Research clusters in Psychology

The Psychology Department at Western has a diverse group of faculty members representing four clusters of research excellence.To learn more about the clusters and the topics each cluster encompasses please visit:
https://psychology.uwo.ca/undergraduate/future_students/whystudypsychologyatwestern.html

First Year Level Course requirements for Psychology Modules/Programs

Students may enter the Psychology programs as early as after their first year at Western. All Psychology Programs require a minimum grade of 60% in the two First Year Level Psychology courses: Psychology 1002 in one term, followed by Psychology 1003 in a following term. Psychology 1002 has no prerequisites, however the 2nd course, Psychology 1003, has Psychology 1002 as the prerequisite. Additionally, students wishing to complete a Psychology Major or a Psychology Honours Specialization B.A. or B.Sc. Program, must complete 1.0 credits (two 0.5 credits) in First Year level mathematics. Data Science 1000A/B is mandatory as one of the math credits, and the remaining 0.5 math credit may be chosen from amongst the following: Calculus 1000A/B, 1100A/B, 1301A/B, 1501A/B, Linear Algebra 1600A/B, Applied Mathematics 1201A/B, Mathematics 0110A/B, 1225A/B, 1228A/B, 1229A/B. We recommend that a student choose Mathematics 1228A/B to accompany the mandatory Data Science 1000A/B.

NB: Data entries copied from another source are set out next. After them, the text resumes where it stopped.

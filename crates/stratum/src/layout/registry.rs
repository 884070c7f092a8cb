use std::fmt;

use indexmap::IndexMap;
use log::debug;

use super::{
    LayoutEngine,
    engines::{
        ForceEngine, LayeredEngine, OrthogonalEngine, StressEngine, SugiyamaEngine, TreeEngine,
    },
};

/// Engine used when none is configured, and the fallback for failures.
pub const DEFAULT_ALGORITHM: &str = "layered";

/// Named layout engines.
///
/// Built once and reused; engines hold no per-run state.
#[derive(Default)]
pub struct LayoutEngineRegistry {
    engines: IndexMap<String, Box<dyn LayoutEngine>>,
}

impl LayoutEngineRegistry {
    /// Creates an empty registry.
    pub fn new() -> Self {
        Self::default()
    }

    /// Creates a registry holding the built-in engines.
    pub fn with_defaults() -> Self {
        let mut registry = Self::new();
        registry.register(DEFAULT_ALGORITHM, LayeredEngine::new());
        registry.register("stress", StressEngine::new());
        registry.register("orthogonal", OrthogonalEngine::new());
        registry.register("tree", TreeEngine::new());
        registry.register("force", ForceEngine::new());
        registry.register("sugiyama", SugiyamaEngine::new());
        registry
    }

    /// Registers `engine` under `name`, replacing any engine of that name.
    pub fn register(&mut self, name: impl Into<String>, engine: impl LayoutEngine + 'static) {
        let name = name.into();
        debug!(name = name.as_str(); "Registering layout engine");
        self.engines.insert(name, Box::new(engine));
    }

    pub fn get(&self, name: &str) -> Option<&dyn LayoutEngine> {
        self.engines.get(name).map(Box::as_ref)
    }

    pub fn contains(&self, name: &str) -> bool {
        self.engines.contains_key(name)
    }

    /// Registered names in registration order.
    pub fn names(&self) -> impl Iterator<Item = &str> {
        self.engines.keys().map(String::as_str)
    }
}

impl fmt::Debug for LayoutEngineRegistry {
    fn fmt(&self, f: &mut fmt::Formatter<'_>) -> fmt::Result {
        f.debug_struct("LayoutEngineRegistry")
            .field("engines", &self.engines.keys().collect::<Vec<_>>())
            .finish()
    }
}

For the Honours Specialization modules, students must obtain a minimum grade of 60% in Data Science 1000 and in the additional math. For the Psychology Major module, students also need a minimum of a pass in first year math credits, but they may declare the Psychology Major without having yet done both maths. However, Psych Major students should complete the maths as soon as possible as they are a prerequisite for an important modular course, typically taken in Year 2, but which may be taken as late as Year 3.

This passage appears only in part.